A widely cited study for the National Institute of Standards & Technology (NIST) reports that inadequate testing methods and tools annually cost the U.S. economy between $22.2 and $59.5 billion, with roughly half of these costs borne by software developers in the form of extra testing and half by software users in the form of failure avoidance and mitigation efforts. The same study notes that between 25 and 90 percent of software development budgets are often spent on testing. This posting, the first in a two-part series, highlights results of an analysis that documents problems that commonly occur during testing. Specifically, this series of posts identifies and describes 77 testing problems organized into 14 categories, lists potential symptoms by which each can be recognized, potential negative consequences, potential causes, and makes recommendations for preventing them or mitigating their effects.

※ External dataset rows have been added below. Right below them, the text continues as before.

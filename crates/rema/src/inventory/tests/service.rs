use std::sync::Arc;

use super::common::*;

use crate::inventory::domain::{PropertyId, PropertyPatch};
use crate::inventory::query::{QueryLimits, QuerySpec};
use crate::inventory::repository::{PropertyRepository, RepositoryError};
use crate::inventory::service::{InventoryServiceError, RevaluationSummary};
use crate::inventory::store::InMemoryPropertyStore;
use crate::valuation::{ListingKind, PropertyType, ValuationCategory};

#[test]
fn create_values_the_listing_and_assigns_an_id() {
    let (service, _) = seeded_service(vec![listing(7)]);

    // 100 m² at 1,000 per m² against an asking price of 80,000.
    let property = service.create(draft("Amman", 100.0, 80_000.0)).expect("create");

    assert_eq!(property.id, PropertyId(8));
    assert_eq!(property.currency, "JOD");
    let valuation = property.valuation.as_ref().expect("valued");
    assert_eq!(valuation.predicted_price, 100_000.0);
    assert_eq!(valuation.model_version, MODEL_VERSION);
    assert_eq!(property.category(), Some(ValuationCategory::Undervalued));
    assert_eq!(property.valuation_percentage(), Some(-20.0));
}

#[test]
fn free_listings_get_a_prediction_but_no_badge() {
    let (service, _) = seeded_service(Vec::new());
    let property = service.create(draft("Amman", 100.0, 0.0)).expect("create");

    assert_eq!(property.predicted_price(), Some(100_000.0));
    assert!(property.category().is_none());
    assert!(property.valuation_percentage().is_none());
}

#[test]
fn unpriceable_listings_are_stored_without_valuation() {
    let (service, _) = seeded_service(Vec::new());
    let property = service
        .create(draft(UNPRICED_CITY, 100.0, 50_000.0))
        .expect("create");

    assert!(property.valuation.is_none());
    assert!(property.category().is_none());
}

#[test]
fn invalid_drafts_are_rejected_with_every_field() {
    let (service, _) = seeded_service(Vec::new());
    let error = service
        .create(draft(" ", 0.0, -1.0))
        .expect_err("invalid draft");

    match error {
        InventoryServiceError::Validation(validation) => {
            assert_eq!(validation.field_names(), vec!["city", "surface_area", "price"]);
        }
        other => panic!("unexpected error {other}"),
    }
}

#[test]
fn duplicate_explicit_ids_conflict() {
    let (service, _) = seeded_service(vec![listing(3)]);
    let mut duplicate = draft("Amman", 100.0, 90_000.0);
    duplicate.id = Some(PropertyId(3));

    let error = service.create(duplicate).expect_err("conflict");
    assert!(matches!(
        error,
        InventoryServiceError::Repository(RepositoryError::Conflict)
    ));
}

#[test]
fn price_changes_recompute_the_valuation() {
    let (service, store) = seeded_service(Vec::new());
    let created = service.create(draft("Amman", 100.0, 95_000.0)).expect("create");
    assert_eq!(created.category(), Some(ValuationCategory::Fair));

    let updated = service
        .update(
            created.id,
            PropertyPatch {
                price: Some(150_000.0),
                ..PropertyPatch::default()
            },
        )
        .expect("update");

    assert_eq!(updated.category(), Some(ValuationCategory::Overvalued));
    assert_eq!(updated.valuation_percentage(), Some(50.0));
    let stored = store.fetch(created.id).expect("fetch").expect("present");
    assert_eq!(stored, updated);
}

#[test]
fn feature_changes_recompute_the_prediction() {
    let (service, _) = seeded_service(Vec::new());
    let created = service.create(draft("Amman", 100.0, 95_000.0)).expect("create");

    let updated = service
        .update(
            created.id,
            PropertyPatch {
                surface_area: Some(200.0),
                ..PropertyPatch::default()
            },
        )
        .expect("update");
    assert_eq!(updated.predicted_price(), Some(200_000.0));
    assert_eq!(updated.category(), Some(ValuationCategory::Undervalued));
}

#[test]
fn only_price_and_model_inputs_affect_valuation() {
    let cosmetic = PropertyPatch {
        description: Some("Repainted".to_string()),
        images: Some(vec!["new.jpg".to_string()]),
        ..PropertyPatch::default()
    };
    assert!(!cosmetic.affects_valuation());

    let relocation = PropertyPatch {
        neighborhood: Some("Sweifieh".to_string()),
        ..PropertyPatch::default()
    };
    assert!(relocation.affects_valuation());
}

#[test]
fn updates_keep_records_valid() {
    let (service, _) = seeded_service(vec![listing(1)]);
    let error = service
        .update(
            PropertyId(1),
            PropertyPatch {
                surface_area: Some(-5.0),
                ..PropertyPatch::default()
            },
        )
        .expect_err("negative area");
    assert!(matches!(error, InventoryServiceError::Validation(_)));

    let missing = service
        .update(PropertyId(9), PropertyPatch::default())
        .expect_err("unknown id");
    assert!(matches!(
        missing,
        InventoryServiceError::Repository(RepositoryError::NotFound)
    ));
}

#[test]
fn deletes_are_immediate() {
    let (service, _) = seeded_service(vec![listing(1), listing(2)]);

    service.delete(PropertyId(1)).expect("delete");
    assert!(matches!(
        service.get(PropertyId(1)),
        Err(InventoryServiceError::Repository(RepositoryError::NotFound))
    ));
    assert!(matches!(
        service.delete(PropertyId(1)),
        Err(InventoryServiceError::Repository(RepositoryError::NotFound))
    ));
    assert_eq!(service.stats().expect("stats").total, 1);
}

#[test]
fn similar_prefers_same_type_and_closest_price() {
    let source = listing(1);
    let mut close = listing(2);
    close.price = 104_000.0;
    let mut closer = listing(3);
    closer.price = 99_000.0;
    let mut far = listing(4);
    far.price = 160_000.0;
    let mut other_city = listing(5);
    other_city.city = "Irbid".to_string();
    let mut villa = listing(6);
    villa.property_type = PropertyType::VillaPalace;
    villa.price = 100_000.0;
    let mut tie = listing(7);
    tie.price = 96_000.0;

    let (service, _) = seeded_service(vec![source, close, closer, far, other_city, villa, tie]);

    let similar = service.similar(PropertyId(1), 3).expect("similar");
    assert_eq!(ids(&similar), vec![3, 2, 7]);

    // Four candidate apartments cannot fill five slots, so other types join.
    let widened = service.similar(PropertyId(1), 5).expect("similar");
    assert_eq!(ids(&widened), vec![6, 3, 2, 7]);
}

#[test]
fn similar_validates_limit_and_source() {
    let (service, _) = seeded_service(vec![listing(1)]);

    for limit in [0, 11] {
        assert!(matches!(
            service.similar(PropertyId(1), limit),
            Err(InventoryServiceError::InvalidQuery(_))
        ));
    }
    assert!(matches!(
        service.similar(PropertyId(2), 3),
        Err(InventoryServiceError::Repository(RepositoryError::NotFound))
    ));
    assert!(service.similar(PropertyId(1), 3).expect("similar").is_empty());
}

#[test]
fn compare_picks_lowest_price_per_square_meter() {
    let mut roomy = listing(1);
    roomy.surface_area = 200.0;
    roomy.price = 150_000.0;
    let mut compact = listing(2);
    compact.surface_area = 80.0;
    compact.price = 90_000.0;
    let mut free = listing(3);
    free.price = 0.0;
    let (service, _) = seeded_service(vec![roomy, compact, free]);

    let comparison = service
        .compare(&[PropertyId(2), PropertyId(1), PropertyId(3)])
        .expect("compare");

    assert_eq!(comparison.entries.len(), 3);
    assert_eq!(comparison.entries[0].price_per_sqm, Some(1_125.0));
    assert_eq!(comparison.entries[1].price_per_sqm, Some(750.0));
    assert_eq!(comparison.entries[2].price_per_sqm, None);
    assert_eq!(comparison.best_value, Some(PropertyId(1)));
}

#[test]
fn compare_needs_two_existing_listings() {
    let (service, _) = seeded_service(vec![listing(1), listing(2)]);

    assert!(matches!(
        service.compare(&[PropertyId(1)]),
        Err(InventoryServiceError::InvalidQuery(_))
    ));
    assert!(matches!(
        service.compare(&[PropertyId(1), PropertyId(9)]),
        Err(InventoryServiceError::InvalidQuery(_))
    ));
    assert!(matches!(
        service.compare(&[PropertyId(1), PropertyId(2), PropertyId(3), PropertyId(4)]),
        Err(InventoryServiceError::InvalidQuery(_))
    ));
}

#[test]
fn compare_counts_repeated_ids_once() {
    let (service, _) = seeded_service((1..=3).map(listing).collect());

    let comparison = service
        .compare(&[PropertyId(1), PropertyId(2), PropertyId(2), PropertyId(3)])
        .expect("three distinct listings");
    let compared: Vec<u64> = comparison
        .entries
        .iter()
        .map(|entry| entry.property.id.0)
        .collect();
    assert_eq!(compared, vec![1, 2, 3]);

    assert!(matches!(
        service.compare(&[PropertyId(1), PropertyId(1)]),
        Err(InventoryServiceError::InvalidQuery(_))
    ));
}

#[test]
fn stats_count_listing_kinds_and_badges() {
    let mut rental = valued(4, 500.0, 480.0);
    rental.listing = ListingKind::Rent;
    let (service, _) = seeded_service(vec![
        valued(1, 50_000.0, 100_000.0),
        valued(2, 150_000.0, 100_000.0),
        listing(3),
        rental,
    ]);

    let stats = service.stats().expect("stats");
    assert_eq!(stats.total, 4);
    assert_eq!(stats.for_sale, 3);
    assert_eq!(stats.for_rent, 1);
    assert_eq!(stats.valued, 3);
    assert_eq!(stats.undervalued, 1);
    assert_eq!(stats.fair, 1);
    assert_eq!(stats.overvalued, 1);
}

#[test]
fn revaluation_is_idempotent() {
    let mut unpriced = valued(3, 90_000.0, 100_000.0);
    unpriced.city = UNPRICED_CITY.to_string();
    let (service, store) = seeded_service(vec![listing(1), valued(2, 1.0, 5.0), unpriced]);

    let first = service.revalue_all().expect("revalue");
    assert_eq!(
        first,
        RevaluationSummary {
            updated: 2,
            cleared: 1,
            failed: 0
        }
    );
    let snapshot = store.scan().expect("scan");

    let second = service.revalue_all().expect("revalue");
    assert_eq!(first, second);
    assert_eq!(store.scan().expect("scan"), snapshot);

    // 120 m² at 1,000 per m².
    let repriced = store.fetch(PropertyId(2)).expect("fetch").expect("present");
    assert_eq!(repriced.predicted_price(), Some(120_000.0));
    assert!(store
        .fetch(PropertyId(3))
        .expect("fetch")
        .expect("present")
        .valuation
        .is_none());
}

#[test]
fn revaluation_counts_listings_deleted_mid_run() {
    let repository = Arc::new(VanishingRepository {
        inner: InMemoryPropertyStore::with_properties((1..=3).map(listing)),
        vanished: vec![PropertyId(2)],
    });
    let service = service_over(repository);

    let summary = service.revalue_all().expect("revalue");
    assert_eq!(summary.updated, 2);
    assert_eq!(summary.failed, 1);
}

#[test]
fn opportunities_ignore_the_requested_view() {
    let (service, _) = seeded_service(vec![
        valued(1, 30_000.0, 100_000.0),
        valued(2, 100_000.0, 100_000.0),
    ]);

    let spec = QuerySpec::listings(&QueryLimits::default());
    let page = service.list_opportunities(&spec).expect("opportunities");
    assert_eq!(ids(&page.items), vec![1]);

    let all = service.list_properties(&spec).expect("listings");
    assert_eq!(all.total, 2);
}

#[test]
fn hand_built_queries_are_checked_for_paging() {
    let (service, _) = seeded_service(vec![listing(1)]);
    let spec = QuerySpec::listings(&QueryLimits::default()).with_page(0, 24);
    assert!(matches!(
        service.list_properties(&spec),
        Err(InventoryServiceError::InvalidQuery(_))
    ));

    let spec = QuerySpec::listings(&QueryLimits::default()).with_page(1, 500);
    assert!(matches!(
        service.list_properties(&spec),
        Err(InventoryServiceError::InvalidQuery(_))
    ));
}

Common Problems with Testing
Despite the huge investment in testing mentioned above, recent data from Capers Jones shows that the different types of testing are relatively ineffective. In particular, testing typically only identifies from one-fourth to one-half of defects, while other verification methods, such as inspections, are typically more effective s. Inadequate testing is one of the main reasons why software is typically delivered with approximately 2 to 7 defects per thousand lines of code (KLOC). While this may seem like a negligible amount, the result is that major software-reliant systems are being delivered and placed into operation with hundreds or even thousands of residual defects. If software vulnerabilities (such as the CWE/SAN Top 25 Most Dangerous Software Errors) are counted as security defects, the rates are even more troubling.
Clearly, there are major problems with the efficiency and effectiveness of testing as it is currently performed in practice. In the course of three decades of developing systems and software--as well my involvement in numerous independent technical assessments of development projects--I have identified and analyzed testing-related problems that other engineers, managers, and I have observed to commonly occur during testing. I also solicited feedback from various LinkedIn groups (such as Bug Free: Discussions in Software Testing, Software Testing and Quality Assurance) and the International Council on Systems Engineering (INCOSE). As of March 2013, I have received and incorporated feedback from 29 reviewers in 10 countries. While the resulting framework of problems can apply to both software and systems testing, it emphasizes software because that is where the most of the testing problems occur.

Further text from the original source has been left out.